Ash shook his head. “This is beyond me.”
“It’s beyond me too,” Riley admitted. She hesitated, then added, “I have to report in. Because it’s the right thing to do and because if there’s anyone who might understand what’s going on in my head, it’ll be Bishop.”
“You sound doubtful.”
“Not of that. I’m just wondering how much even he can juggle before one of the plates crashes to the floor.”
And you have absolutely no memory of anything you said or did during the two blackouts?” From Bishop’s calm tone, no one would have guessed either that he found anything unusual in the situation or that he was in the middle of an incredibly intense investigation of his own. For the moment, at least, he appeared to be perfectly capable of juggling multiple tasks.
“No,” Riley answered. “It’s like I passed out and then woke up hours later.”
“Which,” he pointed out, “is different from the first memory loss, immediately after the Taser attack.”

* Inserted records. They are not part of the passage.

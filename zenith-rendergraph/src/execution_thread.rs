use std::panic::AssertUnwindSafe;
use std::sync::Arc;
use std::sync::atomic::{AtomicU64, Ordering};
use log::{error, info, trace, warn};
use parking_lot::Mutex;
use zenith_task::{AsJobState, JobHandle, JobSystem};
use crate::config::{ExecutionMode, RenderGraphConfig};
use crate::graph::CompiledRenderGraph;

const EXECUTION_THREAD_NAME: &str = "render-graph";

/// Runs compiled render graphs, strictly in submission order.
///
/// In [`ExecutionMode::Multithreaded`] graphs run on one dedicated worker, each chained after the
/// previously submitted one. In [`ExecutionMode::Singlethreaded`] they run right away on the caller.
pub struct RenderGraphExecutionThread {
    mode: ExecutionMode,
    job_system: Option<JobSystem>,
    last_execution: Mutex<JobHandle>,
    executed_graphs: Arc<AtomicU64>,
}

impl RenderGraphExecutionThread {
    pub fn initialize(mode: ExecutionMode) -> Self {
        let job_system = match mode {
            ExecutionMode::Multithreaded => {
                let job_system = JobSystem::new(&[(EXECUTION_THREAD_NAME, 1)]);
                if job_system.has_thread(EXECUTION_THREAD_NAME) {
                    Some(job_system)
                } else {
                    warn!("Failed to spawn render graph execution thread, fall back to single threaded execution");
                    None
                }
            }
            ExecutionMode::Singlethreaded => None,
        };

        let mode = if job_system.is_some() { ExecutionMode::Multithreaded } else { ExecutionMode::Singlethreaded };
        info!("Render graph execution thread initialized: {mode:?}");

        Self {
            mode,
            job_system,
            last_execution: Mutex::new(JobHandle::null()),
            executed_graphs: Arc::new(AtomicU64::new(0)),
        }
    }

    /// Honors [`RenderGraphConfig::execution_mode`], which [`RenderGraphConfig::from_env`] fills.
    pub fn from_config(config: &RenderGraphConfig) -> Self {
        Self::initialize(config.execution_mode)
    }

    #[inline]
    pub fn mode(&self) -> ExecutionMode {
        self.mode
    }

    /// Number of graphs which finished executing.
    pub fn executed_graph_count(&self) -> u64 {
        self.executed_graphs.load(Ordering::Acquire)
    }

    pub fn execute_render_graph(&self, graph: CompiledRenderGraph) {
        let executed_graphs = self.executed_graphs.clone();

        let Some(job_system) = &self.job_system else {
            execute(graph, &executed_graphs);
            return;
        };

        let job = job_system.create_job(move || {
            // nothing can recover from a half recorded frame
            if std::panic::catch_unwind(AssertUnwindSafe(|| execute(graph, &executed_graphs))).is_err() {
                error!("Render graph execution panicked, abort");
                std::process::abort();
            }
        });

        let mut last_execution = self.last_execution.lock();
        let previous: &dyn AsJobState = &*last_execution;
        let submitted = job_system.run_job_on_after(EXECUTION_THREAD_NAME, job, [previous]);
        match submitted {
            Ok(result) => *last_execution = result.forget_result(),
            Err(err) => error!("Failed to submit render graph: {err:#}"),
        }
    }

    /// Block until every submitted graph finished executing.
    pub fn wait_for_finished_execution(&self) {
        let last_execution = self.last_execution.lock().clone();
        last_execution.wait();
    }

    /// Drain the submitted graphs and join the worker. Later graphs run on the caller.
    pub fn shutdown(&mut self) {
        let Some(job_system) = self.job_system.take() else {
            return;
        };

        self.wait_for_finished_execution();
        job_system.join_all_workers();
        self.mode = ExecutionMode::Singlethreaded;
        info!("Render graph execution thread shut down after {} graph(s)", self.executed_graph_count());
    }
}

impl Drop for RenderGraphExecutionThread {
    fn drop(&mut self) {
        self.shutdown();
    }
}

fn execute(graph: CompiledRenderGraph, executed_graphs: &AtomicU64) {
    match graph.execute_immediate() {
        Ok(report) => trace!("{report:?}"),
        Err(err) => error!("Render graph execution failed: {err}"),
    }
    executed_graphs.fetch_add(1, Ordering::AcqRel);
}
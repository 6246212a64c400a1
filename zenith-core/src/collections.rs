use std::hash::{BuildHasher, Hasher};
use foldhash::fast::{FixedState, FoldHasher};
use foldhash::SharedSeed;

pub type SmallVec<A> = smallvec::SmallVec<A>;

pub struct DefaultHasher(FoldHasher);

pub mod hashmap {
    pub type HashMap<K, V> = hashbrown::HashMap<K, V>;
    pub use hashbrown::hash_map::*;
}

pub mod hashset {
    pub type HashSet<T> = hashbrown::HashSet<T>;
    pub use hashbrown::hash_set::*;
}

impl DefaultHasher {
    pub fn new() -> Self {
        Self(FoldHasher::with_seed(0, SharedSeed::global_random()))
    }

    /// Hasher whose output is stable for the whole process and between runs.
    /// Use it for content hashes that are compared across objects.
    pub fn fixed() -> Self {
        Self(FixedState::with_seed(0).build_hasher())
    }
}

impl Default for DefaultHasher {
    fn default() -> Self {
        Self::new()
    }
}

impl Hasher for DefaultHasher {
    #[inline(always)]
    fn finish(&self) -> u64 {
        self.0.finish()
    }
    
    #[inline(always)]
    fn write(&mut self, bytes: &[u8]) {
        self.0.write(bytes);
    }
}
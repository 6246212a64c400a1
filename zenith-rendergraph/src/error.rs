use derive_more::{Display, Error};
use log::error;
use crate::interface::ResourceType;

#[derive(Debug, Display, Error)]
pub enum RenderGraphError {
    #[display("Pass [{pass}] accessed {resource_type} [{resource}] without declaring it")]
    UndeclaredResourceAccess {
        pass: String,
        resource: String,
        resource_type: ResourceType,
    },
    #[display("Blackboard has no entry of type [{type_name}]")]
    MissingBlackboardEntry {
        type_name: &'static str,
    },
    #[display("Resource [{resource}] is a {actual}, but is used as a {expected}")]
    ResourceTypeMismatch {
        resource: String,
        expected: ResourceType,
        actual: ResourceType,
    },
    #[display("Resource handle #{id} does not belong to this render graph")]
    UnknownResource {
        id: u32,
    },
    #[display("Resource #{id} is not owned by the transient resource system")]
    NotAllocated {
        id: u32,
    },
    #[display("Failed to create resource [{name}]: {reason}")]
    ResourceCreation {
        name: String,
        reason: String,
    },
    #[display("Failed to write mapped resource [{name}]: {reason}")]
    MappedWrite {
        name: String,
        reason: String,
    },
    #[display("Invalid description of resource [{name}]: {reason}")]
    InvalidDescription {
        name: String,
        reason: String,
    },
    #[display("{open} debug marker(s) were left open")]
    UnbalancedMarkers {
        open: u32,
    },
    #[display("Debug marker ended without a matching begin")]
    UnmatchedEndMarker,
}

/// Report a broken usage contract.
///
/// Always logged; panics when `fatal` is set, otherwise the error is handed back so the caller can
/// continue on a best effort basis.
#[track_caller]
pub(crate) fn contract_violation(fatal: bool, err: RenderGraphError) -> RenderGraphError {
    error!("{err}");
    if fatal {
        panic!("Render graph contract violation: {err}");
    }
    err
}
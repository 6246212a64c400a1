use zenith_core::collections::SmallVec;
use crate::context::RenderContext;
use crate::resource::GraphResourceId;
use crate::state::ForcedState;

/// Type erased pass body, executed once when the graph runs.
pub trait RenderGraphPass: Send {
    fn execute(self: Box<Self>, context: &mut RenderContext);
}

/// Pass carrying plain data filled during setup.
pub(crate) struct TypedPass<T, F> {
    pub(crate) data: T,
    pub(crate) execute_func: F,
}

impl<T, F> RenderGraphPass for TypedPass<T, F>
where
    T: Send + 'static,
    F: FnOnce(&T, &mut RenderContext) + Send + 'static,
{
    fn execute(self: Box<Self>, context: &mut RenderContext) {
        let TypedPass { data, execute_func } = *self;
        execute_func(&data, context);
    }
}

#[derive(Debug, Clone, Copy, PartialEq, Eq)]
pub(crate) struct ResourceAccess {
    pub(crate) id: GraphResourceId,
    pub(crate) forced_state: Option<ForcedState>,
}

pub struct RenderGraphPassNode {
    pub(crate) name: String,
    pub(crate) index: u32,
    pub(crate) is_compute_pass: bool,
    pub(crate) has_side_effect: bool,
    pub(crate) culled: bool,
    pub(crate) ref_count: u32,

    pub(crate) resource_creates: SmallVec<[ResourceAccess; 4]>,
    pub(crate) resource_reads: SmallVec<[ResourceAccess; 8]>,
    pub(crate) resource_writes: SmallVec<[ResourceAccess; 8]>,

    pub(crate) pass: Option<Box<dyn RenderGraphPass>>,
}

impl RenderGraphPassNode {
    pub(crate) fn new(name: &str, index: u32) -> Self {
        Self {
            name: name.to_owned(),
            index,
            is_compute_pass: false,
            has_side_effect: false,
            culled: false,
            ref_count: 0,
            resource_creates: SmallVec::new(),
            resource_reads: SmallVec::new(),
            resource_writes: SmallVec::new(),
            pass: None,
        }
    }

    pub fn name(&self) -> &str {
        &self.name
    }

    pub fn index(&self) -> u32 {
        self.index
    }

    pub fn is_compute_pass(&self) -> bool {
        self.is_compute_pass
    }

    pub fn has_side_effect(&self) -> bool {
        self.has_side_effect
    }

    pub fn ref_count(&self) -> u32 {
        self.ref_count
    }

    /// Side effect passes always run, even without any consumer.
    pub fn is_culled(&self) -> bool {
        self.culled && !self.has_side_effect
    }

    pub(crate) fn creates(&self, id: GraphResourceId) -> bool {
        self.resource_creates.iter().any(|access| access.id == id)
    }

    pub(crate) fn reads(&self, id: GraphResourceId) -> bool {
        self.resource_reads.iter().any(|access| access.id == id)
    }

    pub(crate) fn writes(&self, id: GraphResourceId) -> bool {
        self.resource_writes.iter().any(|access| access.id == id)
    }

    pub(crate) fn declares(&self, id: GraphResourceId) -> bool {
        self.creates(id) || self.reads(id) || self.writes(id)
    }

    /// Resources whose content this pass produces.
    pub(crate) fn outputs(&self) -> impl Iterator<Item = GraphResourceId> + '_ {
        self.resource_creates
            .iter()
            .chain(self.resource_writes.iter())
            .map(|access| access.id)
    }

    /// Resources this pass depends on the previous content of.
    pub(crate) fn inputs(&self) -> impl Iterator<Item = GraphResourceId> + '_ {
        self.resource_reads
            .iter()
            .chain(self.resource_writes.iter())
            .map(|access| access.id)
    }
}

impl std::fmt::Debug for RenderGraphPassNode {
    fn fmt(&self, f: &mut std::fmt::Formatter<'_>) -> std::fmt::Result {
        f.debug_struct("RenderGraphPassNode")
            .field("name", &self.name)
            .field("index", &self.index)
            .field("is_compute_pass", &self.is_compute_pass)
            .field("has_side_effect", &self.has_side_effect)
            .field("culled", &self.culled)
            .field("ref_count", &self.ref_count)
            .field("creates", &self.resource_creates)
            .field("reads", &self.resource_reads)
            .field("writes", &self.resource_writes)
            .finish()
    }
}
use std::sync::atomic::{AtomicBool, AtomicU64, Ordering};
use std::any::Any;
use std::sync::Arc;
use parking_lot::{Condvar, Mutex};

#[derive(Debug, Clone, Copy, PartialEq, Eq, Hash, PartialOrd, Ord)]
pub struct JobId(u64);

impl JobId {
    pub const INVALID: JobId = JobId(u64::MAX);

    pub fn new() -> Self {
        static COUNTER: AtomicU64 = AtomicU64::new(0);
        JobId(COUNTER.fetch_add(1, Ordering::Relaxed))
    }

    pub fn valid(&self) -> bool {
        self != &Self::INVALID
    }
}

impl std::fmt::Display for JobId {
    fn fmt(&self, f: &mut std::fmt::Formatter<'_>) -> std::fmt::Result {
        write!(f, "Job#{}", self.0)
    }
}

pub(crate) type UntypedThreadSafeObject = Box<dyn Any + Send + 'static>;
pub(crate) type UntypedExecuteFunc = Box<dyn FnOnce(UntypedThreadSafeObject) -> UntypedThreadSafeObject + Send>;

pub trait Job: Send + 'static {
    type Output: Send + 'static;

    fn execute(self: Box<Self>) -> Self::Output;
}

impl<F, R> Job for F
where
    F: FnOnce() -> R + Send + 'static,
    R: Send + 'static,
{
    type Output = R;

    fn execute(self: Box<Self>) -> Self::Output {
        (*self)()
    }
}

pub(crate) struct BoxedJob {
    id: JobId,
    job: UntypedThreadSafeObject,
    execute_fn: UntypedExecuteFunc,
}

impl BoxedJob {
    pub(crate) fn new<J: Job>(job: J) -> Self {
        let execute_fn = Box::new(|job_any: UntypedThreadSafeObject| -> UntypedThreadSafeObject {
            match job_any.downcast::<J>() {
                Ok(job) => Box::new(job.execute()),
                Err(_) => unreachable!("Job type is erased and restored by the same closure"),
            }
        });

        Self {
            id: JobId::new(),
            job: Box::new(job),
            execute_fn,
        }
    }

    pub(crate) fn execute(self) -> UntypedThreadSafeObject {
        (self.execute_fn)(self.job)
    }

    pub(crate) fn id(&self) -> JobId {
        self.id
    }
}

/// A job which had been created but not scheduled yet.
/// Hand it to [`crate::JobSystem::run_job`] (or one of its variants) to execute it.
pub struct PendingJob<T: Send + 'static> {
    pub(crate) job: BoxedJob,
    pub(crate) state: Arc<JobState>,
    _phantom: std::marker::PhantomData<T>,
}

impl<T: Send + 'static> PendingJob<T> {
    pub(crate) fn new<J: Job<Output = T>>(job: J) -> Self {
        Self {
            job: BoxedJob::new(job),
            state: Arc::new(JobState::new()),
            _phantom: std::marker::PhantomData,
        }
    }

    pub fn id(&self) -> JobId {
        self.job.id()
    }

    pub(crate) fn into_result(self) -> (BoxedJob, JobResult<T>) {
        let result = JobResult::from_state(self.state, self.job.id());
        (self.job, result)
    }
}

pub trait AsJobState {
    fn as_state(&self) -> Arc<JobState>;
}

pub struct JobState {
    result: Mutex<Option<UntypedThreadSafeObject>>,
    completed: AtomicBool,
    panicked: AtomicBool,
    condvar: Condvar,
}

impl JobState {
    pub(crate) fn new() -> Self {
        Self {
            result: Mutex::new(None),
            completed: AtomicBool::new(false),
            panicked: AtomicBool::new(false),
            condvar: Condvar::new(),
        }
    }

    fn new_completed() -> Self {
        Self {
            result: Mutex::new(None),
            completed: AtomicBool::new(true),
            panicked: AtomicBool::new(false),
            condvar: Condvar::new(),
        }
    }

    pub(crate) fn set_result(&self, result: UntypedThreadSafeObject) {
        let mut guard = self.result.lock();
        *guard = Some(result);
        self.completed.store(true, Ordering::Release);
        self.condvar.notify_all();
    }

    pub(crate) fn set_panicked(&self) {
        let _guard = self.result.lock();
        self.panicked.store(true, Ordering::Release);
        self.completed.store(true, Ordering::Release);
        self.condvar.notify_all();
    }

    pub(crate) fn completed(&self) -> bool {
        self.completed.load(Ordering::Acquire)
    }

    pub(crate) fn panicked(&self) -> bool {
        self.panicked.load(Ordering::Acquire)
    }

    pub(crate) fn wait(&self) {
        if self.completed() {
            return;
        }

        let mut result = self.result.lock();
        while !self.completed() {
            self.condvar.wait(&mut result);
        }
    }
}

pub struct JobResult<T: Send + 'static> {
    id: JobId,
    state: Arc<JobState>,
    _phantom: std::marker::PhantomData<T>,
}

impl<T: Send + 'static> JobResult<T> {
    /// A result which is already completed, useful as the head of a dependency chain.
    pub fn placeholder() -> Self {
        Self {
            id: JobId::INVALID,
            state: Arc::new(JobState::new_completed()),
            _phantom: std::marker::PhantomData,
        }
    }

    pub(crate) fn from_state(state: Arc<JobState>, id: JobId) -> Self {
        Self {
            state,
            id,
            _phantom: std::marker::PhantomData,
        }
    }

    pub fn completed(&self) -> bool {
        self.state.completed()
    }

    pub fn panicked(&self) -> bool {
        self.state.panicked()
    }

    pub fn wait(&self) {
        self.state.wait();
    }

    pub fn try_get(&self) -> Option<T> {
        if !self.state.completed() {
            return None;
        }

        self.state.result.lock()
            .take()?
            .downcast()
            .ok()
            .map(|boxed| *boxed)
    }

    /// Block until the job finished and take its output.
    ///
    /// # Panics
    /// If the job panicked or its output had been taken by [`JobResult::try_get`].
    pub fn get(self) -> T {
        self.wait();

        if self.state.panicked() {
            panic!("{} panicked during execution", self.id);
        }

        match self.try_get() {
            Some(result) => result,
            None => panic!("Result of {} had been taken", self.id),
        }
    }

    pub fn id(&self) -> JobId {
        self.id
    }

    pub fn forget_result(self) -> JobHandle {
        JobHandle {
            id: self.id,
            state: self.state,
        }
    }
}

impl<T: Send + 'static> AsJobState for JobResult<T> {
    fn as_state(&self) -> Arc<JobState> {
        self.state.clone()
    }
}

/// Type-erased handle of a scheduled job, only able to wait on it.
#[derive(Clone)]
pub struct JobHandle {
    id: JobId,
    state: Arc<JobState>,
}

impl JobHandle {
    pub fn null() -> Self {
        Self {
            id: JobId::INVALID,
            state: Arc::new(JobState::new_completed()),
        }
    }

    pub fn completed(&self) -> bool {
        self.state.completed()
    }

    pub fn wait(&self) {
        self.state.wait()
    }

    pub fn id(&self) -> JobId {
        self.id
    }
}

impl AsJobState for JobHandle {
    fn as_state(&self) -> Arc<JobState> {
        self.state.clone()
    }
}
use log::trace;
use zenith_core::collections::SmallVec;
use crate::node::RenderGraphPassNode;
use crate::resource::ResourceStorage;

/// Count the live consumers of every pass and flag the dead ones.
///
/// Registration order is a topological order, so one reverse sweep settles every pass before
/// its producers are visited. Culled passes never register as consumers, which lets dead chains
/// cascade all the way up.
pub(crate) fn cull_passes(pass_nodes: &mut [RenderGraphPassNode], resources: &[ResourceStorage]) {
    let mut live_consumers: Vec<SmallVec<[u32; 4]>> = vec![SmallVec::new(); resources.len()];

    for node in pass_nodes.iter_mut().rev() {
        let mut consumers: SmallVec<[u32; 8]> = SmallVec::new();
        let mut persistent_outputs = 0;

        for id in node.outputs() {
            let Some(storage) = resources.get(id as usize) else {
                continue;
            };

            if storage.is_persistent_output() {
                persistent_outputs += 1;
            }
            consumers.extend(
                live_consumers[id as usize]
                    .iter()
                    .copied()
                    .filter(|consumer| *consumer != node.index)
            );
        }

        consumers.sort_unstable();
        consumers.dedup();

        node.ref_count = consumers.len() as u32 + persistent_outputs;
        node.culled = node.ref_count == 0;

        if node.is_culled() {
            trace!("Cull pass [{}]", node.name);
            continue;
        }

        let inputs = node.inputs().collect::<SmallVec<[u32; 8]>>();
        for id in inputs {
            if let Some(consumers) = live_consumers.get_mut(id as usize) {
                consumers.push(node.index);
            }
        }
    }
}
impl PassBuilder<'_> {
    #[must_use]
    pub fn create_image(&mut self, desc: ImageDesc) -> RenderGraphImage {
        self.create_with_state::<Image>(desc, None)
    }

    #[must_use]
    pub fn create_buffer(&mut self, desc: BufferDesc) -> RenderGraphBuffer {
        self.create_with_state::<Buffer>(desc, None)
    }

    #[must_use]
    pub fn create_uniform_buffer(&mut self, desc: BufferDesc) -> RenderGraphUniformBuffer {
        self.create_with_state::<UniformBuffer>(desc, None)
    }

    #[must_use]
    pub fn create_with_state<R: GraphResource>(&mut self, desc: R::Descriptor, forced_state: Option<ForcedState>) -> RenderGraphResource<R> {
        let resource = self.graph.create_resource::<R>(desc, Some(self.index as u32));
        self.node().resource_creates.push(ResourceAccess {
            id: resource.id,
            forced_state,
        });
        resource
    }

    pub fn read<R: GraphResource>(&mut self, resource: RenderGraphResource<R>) -> RenderGraphResource<R> {
        self.register_read(resource, None)
    }

    pub fn read_with_state<R: GraphResource>(&mut self, resource: RenderGraphResource<R>, state: ForcedState) -> RenderGraphResource<R> {
        self.register_read(resource, Some(state))
    }

    /// Declare an in place write. The returned handle is `resource` itself.
    pub fn write<R: GraphResource>(&mut self, resource: RenderGraphResource<R>) -> RenderGraphResource<R> {
        self.register_write(resource, None)
    }

    pub fn write_with_state<R: GraphResource>(&mut self, resource: RenderGraphResource<R>, state: ForcedState) -> RenderGraphResource<R> {
        self.register_write(resource, Some(state))
    }

    pub fn set_is_compute_pass(&mut self) {
        self.node().is_compute_pass = true;
    }

    /// Keep the pass alive even when nothing consumes its outputs.
    pub fn set_has_side_effect(&mut self) {
        self.node().has_side_effect = true;
    }

    pub fn add_external_image(&mut self, name: &str, image: PhysicalResource, initial_state: ResourceState) -> RenderGraphImage {
        self.graph.add_external_image(name, image, initial_state)
    }

    pub fn add_external_buffer(&mut self, name: &str, buffer: PhysicalResource, initial_state: ResourceState) -> RenderGraphBuffer {
        self.graph.add_external_buffer(name, buffer, initial_state)
    }

    pub fn add_external_uniform_buffer(&mut self, name: &str, buffer: PhysicalResource, initial_state: ResourceState) -> RenderGraphUniformBuffer {
        self.graph.add_external_uniform_buffer(name, buffer, initial_state)
    }

    pub fn blackboard(&self) -> &Blackboard {
        &self.graph.blackboard
    }

    pub fn blackboard_mut(&mut self) -> &mut Blackboard {
        &mut self.graph.blackboard
    }

    fn register_read<R: GraphResource>(&mut self, resource: RenderGraphResource<R>, forced_state: Option<ForcedState>) -> RenderGraphResource<R> {
        if !self.graph.check_handle(resource.id) {
            return resource;
        }

        let node = &self.graph.pass_nodes[self.index];
        if node.declares(resource.id) {
            warn!("Pass [{}] declared resource [{}] multiple time!", node.name, self.resource_name(resource.id));
            return resource;
        }

        self.node().resource_reads.push(ResourceAccess {
            id: resource.id,
            forced_state,
        });
        resource
    }

    fn register_write<R: GraphResource>(&mut self, resource: RenderGraphResource<R>, forced_state: Option<ForcedState>) -> RenderGraphResource<R> {
        if !self.graph.check_handle(resource.id) {
            return resource;
        }

        let node = &self.graph.pass_nodes[self.index];
        if node.creates(resource.id) {
            return resource;
        }
        if node.writes(resource.id) {
            warn!("Pass [{}] wrote resource [{}] multiple time!", node.name, self.resource_name(resource.id));
            return resource;
        }

        let node = self.node();
        // a write covers a previous read of the same pass
        node.resource_reads.retain(|access| access.id != resource.id);
        node.resource_writes.push(ResourceAccess {
            id: resource.id,
            forced_state,
        });
        resource
    }

    fn node(&mut self) -> &mut RenderGraphPassNode {
        &mut self.graph.pass_nodes[self.index]
    }

    fn resource_name(&self, id: GraphResourceId) -> &str {
        self.graph
            .resources
            .get(id as usize)
            .map_or("<unknown>", |storage| storage.name.as_str())
    }
}
//! Seams to the graphics backend.
//!
//! The render graph never talks to a device directly, it creates GPU objects through a
//! [`ResourceFactory`] and records work through a [`CommandContext`].

use std::fmt::Debug;
use std::sync::Arc;
use zenith_core::collections::SmallVec;
use crate::descriptor::{BufferDesc, ClearMode, ImageDesc, ImageFormat};
use crate::resource::PhysicalResource;
use crate::state::ResourceState;

pub trait RhiResource: Send + Sync + Debug {
    fn byte_size(&self) -> u64;

    fn set_name(&self, name: &str);

    /// Write through the CPU mapping of a host visible resource.
    fn write_mapped(&self, offset: u64, data: &[u8]) -> anyhow::Result<()>;

    fn image_format(&self) -> Option<ImageFormat> {
        None
    }
}

pub trait ResourceFactory: Send + Sync {
    fn create_image(&self, desc: &ImageDesc) -> anyhow::Result<Arc<dyn RhiResource>>;

    fn create_buffer(&self, desc: &BufferDesc) -> anyhow::Result<Arc<dyn RhiResource>>;

    fn create_uniform_buffer(&self, desc: &BufferDesc) -> anyhow::Result<Arc<dyn RhiResource>>;
}

#[derive(Debug, Clone, Copy, PartialEq, Eq, Hash)]
pub struct PipelineHandle(pub u64);

#[derive(Debug, Clone, PartialEq)]
pub struct ResourceBarrierInfo {
    pub resource: PhysicalResource,
    pub src: ResourceState,
    pub dst: ResourceState,
}

#[derive(Debug, Clone, PartialEq)]
pub struct AttachmentInfo {
    pub image: PhysicalResource,
    pub clear_mode: ClearMode,
    pub clear_color: [f32; 4],
}

#[derive(Debug, Clone, PartialEq)]
pub struct RenderingInfo {
    pub width: u32,
    pub height: u32,
    pub color_attachments: SmallVec<[AttachmentInfo; 8]>,
    pub depth_attachment: Option<AttachmentInfo>,
}

/// Command recording interface handed to pass execution.
pub trait CommandContext: Send {
    fn begin(&mut self);

    fn end(&mut self);

    /// Submit recorded work, blocking until the GPU finished when `wait_for_completion` is set.
    fn submit(&mut self, wait_for_completion: bool);

    fn resource_barrier(&mut self, barriers: &[ResourceBarrierInfo]);

    fn begin_rendering(&mut self, info: &RenderingInfo);

    fn end_rendering(&mut self);

    fn dispatch(&mut self, x: u32, y: u32, z: u32);

    fn clear_image(&mut self, image: &PhysicalResource, color: [f32; 4]);

    fn clear_buffer(&mut self, buffer: &PhysicalResource, value: u32);

    fn copy_buffer(&mut self, src: &PhysicalResource, dst: &PhysicalResource, size: u64);

    fn bind_pipeline(&mut self, pipeline: PipelineHandle);

    fn set_constant(&mut self, name: &str, data: &[u8]);

    fn begin_marker(&mut self, name: &str);

    fn end_marker(&mut self);
}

It took a moment, but then Riley realized. “When I woke up Monday afternoon, there were bits and pieces of memory. Uncertain, even wispy, but they were there.”
“Yes. A reasonable physical result of a temporary disruption of the brain’s own electrical activity. Like an explosion of energy that caused a scattering, a…fragmentation of memories. You lacked the ability to stitch them together, but all the pieces, all the experiences, were still there.”
“Just memories?”
“You tell me.”
Riley stood there with the beach house’s phone to her ear and gazed absently through the ocean-side windows. Ash was out there on the deck, waiting patiently, his own brooding gaze fixed on the water. She wondered what he was thinking, feeling.
She didn’t have a clue.
Drawing a breath, she answered Bishop. “No, not just memories. More. Senses. Emotions. Even the normal ability to read other people, to have some idea of what they’re thinking and feeling. It’s all scattered, distant.”